> _Problem details_: Your answer should be the entries, repeated exactly.

Stored data entries:
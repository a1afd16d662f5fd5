use crate::error::{HttpError, Result};
use crate::pagination::Pages;
use crate::retry::{Clock, RetryPolicy, TokioClock};
use crate::transport::{ApiRequest, ApiResponse, Transport};

use reqwest::header::{ACCEPT, AUTHORIZATION, HeaderValue};
use reqwest::{Method, StatusCode};
use serde::Serialize;
use serde::de::DeserializeOwned;
use tracing::{debug, instrument, warn};

/// Supplies the `Authorization` header value for every request.
pub trait Authorizer: Send + Sync + 'static + Clone {
    fn authorization(&self) -> impl Future<Output = Result<Option<String>>> + Send;

    /// Drops any cached credential after a 401.
    /// Returns `true` when a retry with a fresh credential makes sense.
    fn invalidate(&self) -> impl Future<Output = bool> + Send {
        async { false }
    }
}

/// API token scheme used by the identity provider.
#[derive(Clone, Debug)]
pub struct SswsToken(pub String);

impl Authorizer for SswsToken {
    async fn authorization(&self) -> Result<Option<String>> {
        Ok(Some(format!("SSWS {}", self.0)))
    }
}

#[derive(Clone, Debug)]
pub struct BearerToken(pub String);

impl Authorizer for BearerToken {
    async fn authorization(&self) -> Result<Option<String>> {
        Ok(Some(format!("Bearer {}", self.0)))
    }
}

#[derive(Clone, Debug, Default)]
pub struct NoAuth;

impl Authorizer for NoAuth {
    async fn authorization(&self) -> Result<Option<String>> {
        Ok(None)
    }
}

/// REST client shared by all vendor integrations.
///
/// Requests are sent one at a time. A 429 is retried after the advertised
/// reset (see [`RetryPolicy`]); when attempts run out the last 429 is
/// returned to the caller unchanged.
#[derive(Clone)]
pub struct ApiClient<T: Transport, A: Authorizer, C: Clock = TokioClock> {
    base_url: String,
    transport: T,
    authorizer: A,
    clock: C,
    policy: RetryPolicy,
}

impl<T: Transport, A: Authorizer> ApiClient<T, A, TokioClock> {
    pub fn new(base_url: impl Into<String>, transport: T, authorizer: A) -> Self {
        Self::with_clock(base_url, transport, authorizer, TokioClock)
    }
}

impl<T: Transport, A: Authorizer, C: Clock> ApiClient<T, A, C> {
    pub fn with_clock(base_url: impl Into<String>, transport: T, authorizer: A, clock: C) -> Self {
        Self {
            base_url: base_url.into().trim_end_matches('/').to_string(),
            transport,
            authorizer,
            clock,
            policy: RetryPolicy::default(),
        }
    }

    pub fn with_policy(mut self, policy: RetryPolicy) -> Self {
        self.policy = policy;
        self
    }

    pub fn base_url(&self) -> &str {
        &self.base_url
    }

    pub fn transport(&self) -> &T {
        &self.transport
    }

    pub fn authorizer(&self) -> &A {
        &self.authorizer
    }

    /// Absolute URLs (e.g. pagination links) pass through untouched.
    pub fn url(&self, path: &str) -> String {
        if path.starts_with("http://") || path.starts_with("https://") {
            path.to_string()
        } else {
            format!("{}/{}", self.base_url, path.trim_start_matches('/'))
        }
    }

    pub fn request(&self, method: Method, path: &str) -> ApiRequest {
        ApiRequest::new(method, self.url(path))
    }

    /// Sends with authorization and rate-limit handling; any status is returned.
    #[instrument(skip(self, request), fields(method = %request.method, url = %request.url))]
    pub async fn send(&self, request: ApiRequest) -> Result<ApiResponse> {
        let response = self.send_with_retry(request.clone()).await?;

        if response.status == StatusCode::UNAUTHORIZED && self.authorizer.invalidate().await {
            debug!("Credential rejected, retrying once with a fresh one");
            return self.send_with_retry(request).await;
        }

        Ok(response)
    }

    async fn send_with_retry(&self, request: ApiRequest) -> Result<ApiResponse> {
        let max_attempts = self.policy.max_attempts.max(1);
        let mut attempt = 1;

        loop {
            let response = self.transport.send(self.authorize(request.clone()).await?).await?;

            if !RetryPolicy::is_rate_limited(&response) {
                if let Some(pause) = self.policy.preemptive_wait(&response) {
                    debug!(?pause, "Rate limit budget low, slowing down");
                    self.clock.sleep(pause).await;
                }
                return Ok(response);
            }

            if attempt >= max_attempts {
                warn!(attempts = attempt, "Still rate limited, giving up");
                return Ok(response);
            }

            let wait = self.policy.wait_for(&response, self.clock.now_epoch());
            warn!(attempt, wait_secs = wait.as_secs(), "Rate limited, waiting for reset");
            self.clock.sleep(wait).await;
            attempt += 1;
        }
    }

    async fn authorize(&self, mut request: ApiRequest) -> Result<ApiRequest> {
        if let Some(value) = self.authorizer.authorization().await? {
            let value = HeaderValue::from_str(&value)
                .map_err(|e| HttpError::Auth(format!("Invalid authorization header: {e}")))?;
            request.headers.insert(AUTHORIZATION, value);
        }
        request
            .headers
            .entry(ACCEPT)
            .or_insert(HeaderValue::from_static("application/json"));
        Ok(request)
    }

    /// GET a JSON document; non-2xx statuses become [`HttpError::ServerError`].
    pub async fn get_json<R: DeserializeOwned>(
        &self,
        path: &str,
        query: &[(&str, String)],
    ) -> Result<R> {
        let request = self.request(Method::GET, path).query(query)?;
        self.send(request).await?.error_for_status()?.json()
    }

    /// Like [`get_json`](Self::get_json) but a 404 yields `None`.
    pub async fn get_optional_json<R: DeserializeOwned>(
        &self,
        path: &str,
        query: &[(&str, String)],
    ) -> Result<Option<R>> {
        let request = self.request(Method::GET, path).query(query)?;
        let response = self.send(request).await?;
        if response.status == StatusCode::NOT_FOUND {
            return Ok(None);
        }
        response.error_for_status()?.json().map(Some)
    }

    pub async fn post_json<B: Serialize + ?Sized, R: DeserializeOwned>(
        &self,
        path: &str,
        body: &B,
    ) -> Result<R> {
        let request = self.request(Method::POST, path).json(body)?;
        self.send(request).await?.error_for_status()?.json()
    }

    pub async fn put_json<B: Serialize + ?Sized, R: DeserializeOwned>(
        &self,
        path: &str,
        body: &B,
    ) -> Result<R> {
        let request = self.request(Method::PUT, path).json(body)?;
        self.send(request).await?.error_for_status()?.json()
    }

    pub async fn delete(&self, path: &str) -> Result<()> {
        self.send(self.request(Method::DELETE, path))
            .await?
            .error_for_status()?;
        Ok(())
    }

    /// Lazily walks a collection following `rel="next"` links.
    pub fn paginate<R: DeserializeOwned>(
        &self,
        path: &str,
        query: &[(&str, String)],
    ) -> Result<Pages<'_, R, T, A, C>> {
        let first = self.request(Method::GET, path).query(query)?;
        Ok(Pages::new(self, first.url))
    }
}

> _Reply to the exercise_:
repository a1afd16d662f5fd5
use crate::error::{HttpError, Result};
use crate::pagination::Pages;
use crate::retry::{Clock, RetryPolicy, TokioClock};
use crate::transport::{ApiRequest, ApiResponse, Transport};

use reqwest::header::{ACCEPT, AUTHORIZATION, HeaderValue};
use reqwest::{Method, StatusCode};
use serde::Serialize;
use serde::de::DeserializeOwned;
use tracing::{debug, instrument, warn};

/// Supplies the `Authorization` header value for every request.
pub trait Authorizer: Send + Sync + 'static + Clone {
    fn authorization(&self) -> impl Future<Output = Result<Option<String>>> + Send;

    /// Drops any cached credential after a 401.
    /// Returns `true` when a retry with a fresh credential makes sense.
    fn invalidate(&self) -> impl Future<Output = bool> + Send {
        async { false }
    }
}

/// API token scheme used by the identity provider.
#[derive(Clone, Debug)]
pub struct SswsToken(pub String);

impl Authorizer for SswsToken {
    async fn authorization(&self) -> Result<Option<String>> {
        Ok(Some(format!("SSWS {}", self.0)))
    }
}

#[derive(Clone, Debug)]
pub struct BearerToken(pub String);

impl Authorizer for BearerToken {
    async fn authorization(&self) -> Result<Option<String>> {
        Ok(Some(format!("Bearer {}", self.0)))
    }
}

#[derive(Clone, Debug, Default)]
pub struct NoAuth;

impl Authorizer for NoAuth {
    async fn authorization(&self) -> Result<Option<String>> {
        Ok(None)
    }
}

/// REST client shared by all vendor integrations.
///
/// Requests are sent one at a time. A 429 is retried after the advertised
/// reset (see [`RetryPolicy`]); when attempts run out the last 429 is
/// returned to the caller unchanged.
#[derive(Clone)]
pub struct ApiClient<T: Transport, A: Authorizer, C: Clock = TokioClock> {
    base_url: String,
    transport: T,
    authorizer: A,
    clock: C,
    policy: RetryPolicy,
}

impl<T: Transport, A: Authorizer> ApiClient<T, A, TokioClock> {
    pub fn new(base_url: impl Into<String>, transport: T, authorizer: A) -> Self {
        Self::with_clock(base_url, transport, authorizer, TokioClock)
    }
}

impl<T: Transport, A: Authorizer, C: Clock> ApiClient<T, A, C> {
    pub fn with_clock(base_url: impl Into<String>, transport: T, authorizer: A, clock: C) -> Self {
        Self {
            base_url: base_url.into().trim_end_matches('/').to_string(),
            transport,
            authorizer,
            clock,
            policy: RetryPolicy::default(),
        }
    }

    pub fn with_policy(mut self, policy: RetryPolicy) -> Self {
        self.policy = policy;
        self
    }

    pub fn base_url(&self) -> &str {
        &self.base_url
    }

    pub fn transport(&self) -> &T {
        &self.transport
    }

    pub fn authorizer(&self) -> &A {
        &self.authorizer
    }

    /// Absolute URLs (e.g. pagination links) pass through untouched.
    pub fn url(&self, path: &str) -> String {
        if path.starts_with("http://") || path.starts_with("https://") {
            path.to_string()
        } else {
            format!("{}/{}", self.base_url, path.trim_start_matches('/'))
        }
    }

    pub fn request(&self, method: Method, path: &str) -> ApiRequest {
        ApiRequest::new(method, self.url(path))
    }

    /// Sends with authorization and rate-limit handling; any status is returned.
    #[instrument(skip(self, request), fields(method = %request.method, url = %request.url))]
    pub async fn send(&self, request: ApiRequest) -> Result<ApiResponse> {
        let response = self.send_with_retry(request.clone()).await?;

        if response.status == StatusCode::UNAUTHORIZED && self.authorizer.invalidate().await {
            debug!("Credential rejected, retrying once with a fresh one");
            return self.send_with_retry(request).await;
        }

        Ok(response)
    }

    async fn send_with_retry(&self, request: ApiRequest) -> Result<ApiResponse> {
        let max_attempts = self.policy.max_attempts.max(1);
        let mut attempt = 1;

        loop {
            let response = self.transport.send(self.authorize(request.clone()).await?).await?;

            if !RetryPolicy::is_rate_limited(&response) {
                if let Some(pause) = self.policy.preemptive_wait(&response) {
                    debug!(?pause, "Rate limit budget low, slowing down");
                    self.clock.sleep(pause).await;
                }
                return Ok(response);
            }

            if attempt >= max_attempts {
                warn!(attempts = attempt, "Still rate limited, giving up");
                return Ok(response);
            }

            let wait = self.policy.wait_for(&response, self.clock.now_epoch());
            warn!(attempt, wait_secs = wait.as_secs(), "Rate limited, waiting for reset");
            self.clock.sleep(wait).await;
            attempt += 1;
        }
    }

    async fn authorize(&self, mut request: ApiRequest) -> Result<ApiRequest> {
        if let Some(value) = self.authorizer.authorization().await? {
            let value = HeaderValue::from_str(&value)
                .map_err(|e| HttpError::Auth(format!("Invalid authorization header: {e}")))?;
            request.headers.insert(AUTHORIZATION, value);
        }
        request
            .headers
            .entry(ACCEPT)
            .or_insert(HeaderValue::from_static("application/json"));
        Ok(request)
    }

    /// GET a JSON document; non-2xx statuses become [`HttpError::ServerError`].
    pub async fn get_json<R: DeserializeOwned>(
        &self,
        path: &str,
        query: &[(&str, String)],
    ) -> Result<R> {
        let request = self.request(Method::GET, path).query(query)?;
        self.send(request).await?.error_for_status()?.json()
    }

    /// Like [`get_json`](Self::get_json) but a 404 yields `None`.
    pub async fn get_optional_json<R: DeserializeOwned>(
        &self,
        path: &str,
        query: &[(&str, String)],
    ) -> Result<Option<R>> {
        let request = self.request(Method::GET, path).query(query)?;
        let response = self.send(request).await?;
        if response.status == StatusCode::NOT_FOUND {
            return Ok(None);
        }
        response.error_for_status()?.json().map(Some)
    }

    pub async fn post_json<B: Serialize + ?Sized, R: DeserializeOwned>(
        &self,
        path: &str,
        body: &B,
    ) -> Result<R> {
        let request = self.request(Method::POST, path).json(body)?;
        self.send(request).await?.error_for_status()?.json()
    }

    pub async fn put_json<B: Serialize + ?Sized, R: DeserializeOwned>(
        &self,
        path: &str,
        body: &B,
    ) -> Result<R> {
        let request = self.request(Method::PUT, path).json(body)?;
        self.send(request).await?.error_for_status()?.json()
    }

    pub async fn delete(&self, path: &str) -> Result<()> {
        self.send(self.request(Method::DELETE, path))
            .await?
            .error_for_status()?;
        Ok(())
    }

    /// Lazily walks a collection following `rel="next"` links.
    pub fn paginate<R: DeserializeOwned>(
        &self,
        path: &str,
        query: &[(&str, String)],
    ) -> Result<Pages<'_, R, T, A, C>> {
        let first = self.request(Method::GET, path).query(query)?;
        Ok(Pages::new(self, first.url))
    }
}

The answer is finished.